▶ PROBLEM: If a line in the listing below contains "SentimentDataset", return that line.

▶ MATERIAL PROVIDED:

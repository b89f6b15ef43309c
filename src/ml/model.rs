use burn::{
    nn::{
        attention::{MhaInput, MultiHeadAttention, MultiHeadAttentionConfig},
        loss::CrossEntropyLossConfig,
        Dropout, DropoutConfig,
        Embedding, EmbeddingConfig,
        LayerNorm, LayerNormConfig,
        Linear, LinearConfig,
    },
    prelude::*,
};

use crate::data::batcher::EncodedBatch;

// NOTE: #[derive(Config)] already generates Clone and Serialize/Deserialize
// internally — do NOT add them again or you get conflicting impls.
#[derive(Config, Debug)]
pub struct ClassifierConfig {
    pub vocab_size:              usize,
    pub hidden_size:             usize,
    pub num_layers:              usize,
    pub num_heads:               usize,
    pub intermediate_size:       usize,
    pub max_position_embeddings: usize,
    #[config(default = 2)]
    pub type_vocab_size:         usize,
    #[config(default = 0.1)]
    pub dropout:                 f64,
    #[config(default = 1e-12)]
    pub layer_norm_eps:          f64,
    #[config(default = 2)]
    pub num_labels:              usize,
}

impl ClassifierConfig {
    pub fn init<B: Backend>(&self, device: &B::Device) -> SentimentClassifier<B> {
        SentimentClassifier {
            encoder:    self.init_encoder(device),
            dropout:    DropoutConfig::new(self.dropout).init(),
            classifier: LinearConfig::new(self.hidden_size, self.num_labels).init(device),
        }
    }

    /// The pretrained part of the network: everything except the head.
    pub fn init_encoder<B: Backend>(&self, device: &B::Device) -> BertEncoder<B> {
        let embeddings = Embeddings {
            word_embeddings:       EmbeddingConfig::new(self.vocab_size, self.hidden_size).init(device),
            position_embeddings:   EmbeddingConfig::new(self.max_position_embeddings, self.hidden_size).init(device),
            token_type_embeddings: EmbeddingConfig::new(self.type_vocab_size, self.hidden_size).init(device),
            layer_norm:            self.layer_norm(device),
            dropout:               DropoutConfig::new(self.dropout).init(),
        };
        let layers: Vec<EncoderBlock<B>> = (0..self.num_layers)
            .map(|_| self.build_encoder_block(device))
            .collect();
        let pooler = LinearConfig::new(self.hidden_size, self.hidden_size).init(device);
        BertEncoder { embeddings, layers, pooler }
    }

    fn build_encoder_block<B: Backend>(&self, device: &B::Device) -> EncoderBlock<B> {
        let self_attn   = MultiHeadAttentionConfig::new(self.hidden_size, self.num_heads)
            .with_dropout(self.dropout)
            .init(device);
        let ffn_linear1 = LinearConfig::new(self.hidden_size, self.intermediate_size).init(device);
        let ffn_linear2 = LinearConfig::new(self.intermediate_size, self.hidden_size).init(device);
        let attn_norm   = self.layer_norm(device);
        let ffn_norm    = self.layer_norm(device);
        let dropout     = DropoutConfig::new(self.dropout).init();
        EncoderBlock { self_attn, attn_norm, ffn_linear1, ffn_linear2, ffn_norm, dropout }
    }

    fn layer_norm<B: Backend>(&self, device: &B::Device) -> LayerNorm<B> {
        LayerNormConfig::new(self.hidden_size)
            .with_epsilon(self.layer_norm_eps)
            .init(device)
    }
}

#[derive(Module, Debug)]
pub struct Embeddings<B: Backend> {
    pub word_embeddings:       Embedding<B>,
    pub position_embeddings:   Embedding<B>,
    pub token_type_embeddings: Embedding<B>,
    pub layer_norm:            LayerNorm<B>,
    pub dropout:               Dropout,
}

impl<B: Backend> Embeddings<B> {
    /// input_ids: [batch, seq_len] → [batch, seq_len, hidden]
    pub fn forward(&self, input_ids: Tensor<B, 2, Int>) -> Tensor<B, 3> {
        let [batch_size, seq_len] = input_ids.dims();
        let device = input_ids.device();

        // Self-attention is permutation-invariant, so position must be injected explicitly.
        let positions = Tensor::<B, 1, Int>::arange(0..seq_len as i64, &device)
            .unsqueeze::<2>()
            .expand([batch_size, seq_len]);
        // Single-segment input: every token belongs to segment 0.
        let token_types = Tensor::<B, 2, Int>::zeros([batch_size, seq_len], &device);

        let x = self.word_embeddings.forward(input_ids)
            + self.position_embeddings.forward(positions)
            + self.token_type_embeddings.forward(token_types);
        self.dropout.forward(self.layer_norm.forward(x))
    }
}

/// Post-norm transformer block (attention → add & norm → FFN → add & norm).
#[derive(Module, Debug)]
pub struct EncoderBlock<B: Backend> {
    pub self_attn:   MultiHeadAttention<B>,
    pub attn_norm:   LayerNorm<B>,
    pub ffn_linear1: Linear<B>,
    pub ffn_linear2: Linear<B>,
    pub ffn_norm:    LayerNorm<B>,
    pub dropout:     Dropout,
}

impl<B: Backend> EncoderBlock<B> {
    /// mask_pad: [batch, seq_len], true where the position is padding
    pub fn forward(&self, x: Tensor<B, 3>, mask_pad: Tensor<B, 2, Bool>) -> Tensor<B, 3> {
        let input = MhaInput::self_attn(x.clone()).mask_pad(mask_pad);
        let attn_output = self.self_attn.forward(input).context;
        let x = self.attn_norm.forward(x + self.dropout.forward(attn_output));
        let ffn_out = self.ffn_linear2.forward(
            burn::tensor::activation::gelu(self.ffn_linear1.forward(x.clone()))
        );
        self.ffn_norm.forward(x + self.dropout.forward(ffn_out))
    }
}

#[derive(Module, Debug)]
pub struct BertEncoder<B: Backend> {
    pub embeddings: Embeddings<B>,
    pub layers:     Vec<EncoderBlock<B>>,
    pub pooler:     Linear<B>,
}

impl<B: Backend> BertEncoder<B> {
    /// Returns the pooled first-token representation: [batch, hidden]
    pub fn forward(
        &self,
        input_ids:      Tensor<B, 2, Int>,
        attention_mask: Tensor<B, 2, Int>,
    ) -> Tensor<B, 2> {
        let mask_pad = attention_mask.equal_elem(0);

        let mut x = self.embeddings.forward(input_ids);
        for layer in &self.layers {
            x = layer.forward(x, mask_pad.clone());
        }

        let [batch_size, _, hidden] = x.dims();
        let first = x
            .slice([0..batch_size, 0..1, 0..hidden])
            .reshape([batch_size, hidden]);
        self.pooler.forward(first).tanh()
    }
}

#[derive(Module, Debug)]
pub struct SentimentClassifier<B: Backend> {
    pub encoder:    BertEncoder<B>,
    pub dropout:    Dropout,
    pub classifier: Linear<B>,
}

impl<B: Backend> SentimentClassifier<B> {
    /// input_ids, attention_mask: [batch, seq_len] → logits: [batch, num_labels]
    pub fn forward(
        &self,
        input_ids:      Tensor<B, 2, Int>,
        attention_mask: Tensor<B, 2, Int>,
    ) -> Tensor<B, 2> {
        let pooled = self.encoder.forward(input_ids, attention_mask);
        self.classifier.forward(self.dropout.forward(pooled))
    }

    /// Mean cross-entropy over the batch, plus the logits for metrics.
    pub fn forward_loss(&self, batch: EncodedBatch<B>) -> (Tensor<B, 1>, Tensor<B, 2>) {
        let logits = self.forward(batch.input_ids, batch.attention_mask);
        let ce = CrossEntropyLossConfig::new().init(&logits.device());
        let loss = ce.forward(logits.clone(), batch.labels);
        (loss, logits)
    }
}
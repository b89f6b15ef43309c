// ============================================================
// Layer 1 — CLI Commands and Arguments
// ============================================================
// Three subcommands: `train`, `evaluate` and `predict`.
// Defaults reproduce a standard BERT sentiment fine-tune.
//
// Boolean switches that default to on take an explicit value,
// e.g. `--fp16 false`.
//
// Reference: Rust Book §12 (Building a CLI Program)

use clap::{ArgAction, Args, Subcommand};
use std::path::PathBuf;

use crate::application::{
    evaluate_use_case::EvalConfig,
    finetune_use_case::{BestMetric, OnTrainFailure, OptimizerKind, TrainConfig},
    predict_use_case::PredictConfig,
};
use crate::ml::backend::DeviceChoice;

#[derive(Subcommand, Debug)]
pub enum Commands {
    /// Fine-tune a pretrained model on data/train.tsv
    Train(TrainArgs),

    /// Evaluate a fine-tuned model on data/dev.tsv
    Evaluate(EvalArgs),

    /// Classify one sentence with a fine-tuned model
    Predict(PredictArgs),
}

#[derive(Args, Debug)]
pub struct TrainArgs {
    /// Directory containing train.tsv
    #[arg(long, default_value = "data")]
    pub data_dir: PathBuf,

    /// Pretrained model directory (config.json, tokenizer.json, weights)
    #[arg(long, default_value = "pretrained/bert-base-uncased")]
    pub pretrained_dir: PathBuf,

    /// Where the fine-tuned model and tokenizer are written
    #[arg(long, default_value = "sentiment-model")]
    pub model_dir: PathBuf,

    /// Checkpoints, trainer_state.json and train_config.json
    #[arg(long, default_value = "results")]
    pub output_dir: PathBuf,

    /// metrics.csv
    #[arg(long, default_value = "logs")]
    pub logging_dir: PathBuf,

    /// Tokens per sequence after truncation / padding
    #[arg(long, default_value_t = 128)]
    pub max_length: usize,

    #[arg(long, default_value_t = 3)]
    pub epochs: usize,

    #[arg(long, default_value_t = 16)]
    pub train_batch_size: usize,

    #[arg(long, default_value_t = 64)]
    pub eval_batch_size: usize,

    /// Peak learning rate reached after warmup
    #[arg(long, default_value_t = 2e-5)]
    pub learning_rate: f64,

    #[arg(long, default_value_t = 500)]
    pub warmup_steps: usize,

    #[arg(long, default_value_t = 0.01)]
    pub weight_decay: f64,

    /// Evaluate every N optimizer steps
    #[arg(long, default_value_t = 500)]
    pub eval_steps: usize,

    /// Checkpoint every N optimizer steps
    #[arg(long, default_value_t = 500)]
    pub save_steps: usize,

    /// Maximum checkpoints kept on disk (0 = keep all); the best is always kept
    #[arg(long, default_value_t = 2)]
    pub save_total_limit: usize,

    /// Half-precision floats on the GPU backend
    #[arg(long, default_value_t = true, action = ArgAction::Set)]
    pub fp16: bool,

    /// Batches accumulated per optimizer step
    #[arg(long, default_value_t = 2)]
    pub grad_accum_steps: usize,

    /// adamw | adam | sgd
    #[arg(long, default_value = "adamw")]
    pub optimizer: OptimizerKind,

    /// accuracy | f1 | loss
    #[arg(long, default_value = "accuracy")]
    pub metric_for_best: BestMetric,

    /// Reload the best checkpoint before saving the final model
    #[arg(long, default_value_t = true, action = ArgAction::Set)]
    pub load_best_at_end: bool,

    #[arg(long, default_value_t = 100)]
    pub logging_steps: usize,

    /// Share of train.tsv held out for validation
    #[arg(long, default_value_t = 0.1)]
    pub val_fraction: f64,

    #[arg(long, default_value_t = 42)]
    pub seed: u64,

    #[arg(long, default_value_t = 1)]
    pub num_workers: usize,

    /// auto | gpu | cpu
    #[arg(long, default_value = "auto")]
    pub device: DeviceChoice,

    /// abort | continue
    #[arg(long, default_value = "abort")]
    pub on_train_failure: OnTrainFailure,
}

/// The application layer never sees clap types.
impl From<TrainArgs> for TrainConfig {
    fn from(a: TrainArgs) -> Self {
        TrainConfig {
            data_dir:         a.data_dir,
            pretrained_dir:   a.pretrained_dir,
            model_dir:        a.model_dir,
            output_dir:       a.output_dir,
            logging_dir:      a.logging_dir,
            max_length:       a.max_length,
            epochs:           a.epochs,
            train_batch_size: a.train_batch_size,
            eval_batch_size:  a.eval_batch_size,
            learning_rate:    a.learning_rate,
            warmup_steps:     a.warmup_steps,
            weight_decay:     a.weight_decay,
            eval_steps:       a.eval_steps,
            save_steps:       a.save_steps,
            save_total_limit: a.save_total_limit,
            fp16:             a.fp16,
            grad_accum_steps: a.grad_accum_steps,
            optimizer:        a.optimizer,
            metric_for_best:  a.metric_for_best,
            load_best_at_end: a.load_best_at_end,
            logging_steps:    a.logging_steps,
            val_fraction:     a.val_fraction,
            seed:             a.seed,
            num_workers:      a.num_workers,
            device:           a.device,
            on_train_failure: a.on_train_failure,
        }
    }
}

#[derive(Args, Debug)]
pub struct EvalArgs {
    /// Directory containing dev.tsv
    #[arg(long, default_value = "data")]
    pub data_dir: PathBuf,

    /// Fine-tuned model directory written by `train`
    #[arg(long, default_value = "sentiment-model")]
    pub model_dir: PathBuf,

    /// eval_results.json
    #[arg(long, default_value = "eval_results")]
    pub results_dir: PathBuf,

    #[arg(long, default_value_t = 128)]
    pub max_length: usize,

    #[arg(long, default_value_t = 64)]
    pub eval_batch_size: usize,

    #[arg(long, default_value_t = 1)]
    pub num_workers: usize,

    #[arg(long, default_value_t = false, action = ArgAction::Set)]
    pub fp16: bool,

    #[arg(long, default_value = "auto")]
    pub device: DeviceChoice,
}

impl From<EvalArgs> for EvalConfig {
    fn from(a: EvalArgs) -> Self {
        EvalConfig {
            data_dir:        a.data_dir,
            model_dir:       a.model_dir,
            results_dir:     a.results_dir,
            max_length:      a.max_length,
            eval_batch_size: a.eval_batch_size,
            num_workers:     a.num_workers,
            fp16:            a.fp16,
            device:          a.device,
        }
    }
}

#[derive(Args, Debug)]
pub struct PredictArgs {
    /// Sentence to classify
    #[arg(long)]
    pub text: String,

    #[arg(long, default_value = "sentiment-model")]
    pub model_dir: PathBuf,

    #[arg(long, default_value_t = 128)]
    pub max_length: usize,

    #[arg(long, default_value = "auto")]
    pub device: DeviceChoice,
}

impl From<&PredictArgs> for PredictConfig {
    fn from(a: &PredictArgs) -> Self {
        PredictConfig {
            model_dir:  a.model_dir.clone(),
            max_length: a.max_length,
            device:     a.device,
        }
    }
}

* * *

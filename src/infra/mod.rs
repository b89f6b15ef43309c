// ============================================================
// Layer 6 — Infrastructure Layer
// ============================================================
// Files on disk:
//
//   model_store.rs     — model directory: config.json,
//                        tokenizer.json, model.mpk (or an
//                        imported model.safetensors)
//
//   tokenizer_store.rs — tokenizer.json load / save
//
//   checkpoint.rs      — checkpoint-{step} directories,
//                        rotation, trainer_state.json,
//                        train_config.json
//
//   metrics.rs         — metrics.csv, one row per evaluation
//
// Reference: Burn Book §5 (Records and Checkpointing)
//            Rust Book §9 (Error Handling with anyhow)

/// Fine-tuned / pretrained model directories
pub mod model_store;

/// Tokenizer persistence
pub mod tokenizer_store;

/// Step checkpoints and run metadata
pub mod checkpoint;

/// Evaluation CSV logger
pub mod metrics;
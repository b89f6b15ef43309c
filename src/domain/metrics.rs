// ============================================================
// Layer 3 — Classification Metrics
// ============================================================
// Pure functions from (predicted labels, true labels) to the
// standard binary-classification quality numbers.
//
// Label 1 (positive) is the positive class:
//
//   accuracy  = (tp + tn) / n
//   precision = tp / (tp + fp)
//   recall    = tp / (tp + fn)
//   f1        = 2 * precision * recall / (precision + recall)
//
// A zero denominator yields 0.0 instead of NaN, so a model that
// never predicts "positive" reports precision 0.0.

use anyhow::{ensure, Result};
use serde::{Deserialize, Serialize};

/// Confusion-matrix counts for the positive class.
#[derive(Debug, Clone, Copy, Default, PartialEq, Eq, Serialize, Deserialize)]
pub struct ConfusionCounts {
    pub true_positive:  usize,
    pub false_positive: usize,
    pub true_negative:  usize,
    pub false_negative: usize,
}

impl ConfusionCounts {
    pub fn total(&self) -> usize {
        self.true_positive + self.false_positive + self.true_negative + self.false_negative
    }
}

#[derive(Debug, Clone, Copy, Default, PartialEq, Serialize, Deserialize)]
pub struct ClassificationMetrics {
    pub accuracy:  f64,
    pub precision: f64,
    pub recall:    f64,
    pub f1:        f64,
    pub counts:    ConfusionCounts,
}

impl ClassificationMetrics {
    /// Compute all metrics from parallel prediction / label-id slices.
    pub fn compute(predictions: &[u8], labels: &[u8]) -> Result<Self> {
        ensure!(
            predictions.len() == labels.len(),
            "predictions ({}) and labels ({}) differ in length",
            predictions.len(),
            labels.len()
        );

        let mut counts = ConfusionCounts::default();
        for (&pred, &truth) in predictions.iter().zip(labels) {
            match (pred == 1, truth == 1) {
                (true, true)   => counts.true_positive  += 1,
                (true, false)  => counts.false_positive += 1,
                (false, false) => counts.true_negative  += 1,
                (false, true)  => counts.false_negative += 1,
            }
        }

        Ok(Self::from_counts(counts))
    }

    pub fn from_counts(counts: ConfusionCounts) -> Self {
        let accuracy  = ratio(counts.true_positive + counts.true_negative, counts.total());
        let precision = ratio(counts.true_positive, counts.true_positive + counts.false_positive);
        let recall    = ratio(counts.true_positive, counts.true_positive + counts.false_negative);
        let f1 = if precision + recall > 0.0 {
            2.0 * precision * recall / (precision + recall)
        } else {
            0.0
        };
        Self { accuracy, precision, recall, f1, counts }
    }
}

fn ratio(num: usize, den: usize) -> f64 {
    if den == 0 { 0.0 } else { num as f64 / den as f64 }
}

--

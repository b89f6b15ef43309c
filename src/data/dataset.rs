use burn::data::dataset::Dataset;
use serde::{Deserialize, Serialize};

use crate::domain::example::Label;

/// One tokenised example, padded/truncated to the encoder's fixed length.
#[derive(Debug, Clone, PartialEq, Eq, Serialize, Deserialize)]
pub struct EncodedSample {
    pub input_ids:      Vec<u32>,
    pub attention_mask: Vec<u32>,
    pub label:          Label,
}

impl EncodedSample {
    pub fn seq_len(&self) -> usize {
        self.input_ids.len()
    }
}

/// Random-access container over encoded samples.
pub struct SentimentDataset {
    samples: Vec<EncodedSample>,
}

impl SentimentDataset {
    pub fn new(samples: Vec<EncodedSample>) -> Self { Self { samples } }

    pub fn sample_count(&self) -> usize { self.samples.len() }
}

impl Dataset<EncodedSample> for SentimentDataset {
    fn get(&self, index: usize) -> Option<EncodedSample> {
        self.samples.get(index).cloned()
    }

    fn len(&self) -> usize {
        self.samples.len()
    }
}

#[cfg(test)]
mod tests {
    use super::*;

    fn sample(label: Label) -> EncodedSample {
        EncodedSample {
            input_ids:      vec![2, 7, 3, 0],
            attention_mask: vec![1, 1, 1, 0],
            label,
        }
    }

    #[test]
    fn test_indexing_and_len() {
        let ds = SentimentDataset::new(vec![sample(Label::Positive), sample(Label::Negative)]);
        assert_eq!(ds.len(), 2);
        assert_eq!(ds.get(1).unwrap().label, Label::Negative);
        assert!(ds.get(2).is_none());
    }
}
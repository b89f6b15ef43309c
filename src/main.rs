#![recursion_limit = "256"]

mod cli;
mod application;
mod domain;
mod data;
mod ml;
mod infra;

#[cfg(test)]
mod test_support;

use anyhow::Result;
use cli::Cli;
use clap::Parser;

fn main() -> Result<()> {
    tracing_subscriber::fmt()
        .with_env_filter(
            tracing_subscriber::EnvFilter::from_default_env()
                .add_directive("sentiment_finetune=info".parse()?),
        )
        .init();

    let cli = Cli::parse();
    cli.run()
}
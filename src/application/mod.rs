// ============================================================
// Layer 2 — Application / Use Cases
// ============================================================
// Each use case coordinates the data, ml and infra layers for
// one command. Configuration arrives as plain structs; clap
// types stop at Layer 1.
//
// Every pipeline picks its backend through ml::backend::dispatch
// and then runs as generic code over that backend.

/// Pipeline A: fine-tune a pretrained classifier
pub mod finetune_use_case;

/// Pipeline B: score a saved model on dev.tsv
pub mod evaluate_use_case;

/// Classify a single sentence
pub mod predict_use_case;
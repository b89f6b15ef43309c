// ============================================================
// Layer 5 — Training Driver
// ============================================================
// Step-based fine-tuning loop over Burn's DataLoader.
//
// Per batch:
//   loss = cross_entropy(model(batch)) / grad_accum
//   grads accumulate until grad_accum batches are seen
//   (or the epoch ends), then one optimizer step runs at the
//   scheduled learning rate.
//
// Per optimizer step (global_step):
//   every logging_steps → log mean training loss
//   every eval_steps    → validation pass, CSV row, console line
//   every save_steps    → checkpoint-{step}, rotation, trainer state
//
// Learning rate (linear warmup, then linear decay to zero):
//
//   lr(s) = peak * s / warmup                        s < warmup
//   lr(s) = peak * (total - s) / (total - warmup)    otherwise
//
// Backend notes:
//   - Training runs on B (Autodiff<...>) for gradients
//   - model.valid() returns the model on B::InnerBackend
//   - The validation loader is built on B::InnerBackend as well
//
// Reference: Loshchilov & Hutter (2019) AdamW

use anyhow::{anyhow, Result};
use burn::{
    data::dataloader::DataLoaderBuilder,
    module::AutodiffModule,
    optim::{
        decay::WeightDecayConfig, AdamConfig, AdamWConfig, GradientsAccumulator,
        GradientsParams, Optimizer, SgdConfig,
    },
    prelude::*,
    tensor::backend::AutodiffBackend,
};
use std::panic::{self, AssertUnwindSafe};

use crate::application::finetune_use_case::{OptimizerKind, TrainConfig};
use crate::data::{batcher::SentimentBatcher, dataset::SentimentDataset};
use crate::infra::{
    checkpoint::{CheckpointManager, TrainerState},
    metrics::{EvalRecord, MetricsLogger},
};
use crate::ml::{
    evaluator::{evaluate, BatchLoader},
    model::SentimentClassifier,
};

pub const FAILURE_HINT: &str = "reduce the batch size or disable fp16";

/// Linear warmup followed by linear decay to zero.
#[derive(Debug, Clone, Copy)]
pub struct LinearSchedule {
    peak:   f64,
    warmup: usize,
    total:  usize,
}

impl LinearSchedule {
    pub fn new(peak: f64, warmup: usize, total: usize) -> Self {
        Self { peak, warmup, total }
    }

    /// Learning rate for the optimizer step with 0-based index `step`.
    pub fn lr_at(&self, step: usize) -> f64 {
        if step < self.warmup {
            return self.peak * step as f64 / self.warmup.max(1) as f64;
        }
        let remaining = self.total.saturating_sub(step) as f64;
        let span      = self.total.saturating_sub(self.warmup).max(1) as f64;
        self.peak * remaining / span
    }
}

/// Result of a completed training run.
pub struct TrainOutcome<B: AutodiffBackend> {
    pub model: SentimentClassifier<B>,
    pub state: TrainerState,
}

▶ RESPONSE:
pub struct SentimentDataset {
impl SentimentDataset {
impl Dataset<EncodedSample> for SentimentDataset {
        let ds = SentimentDataset::new(vec![sample(Label::Positive), sample(Label::Negative)]);
use crate::data::{batcher::SentimentBatcher, dataset::SentimentDataset};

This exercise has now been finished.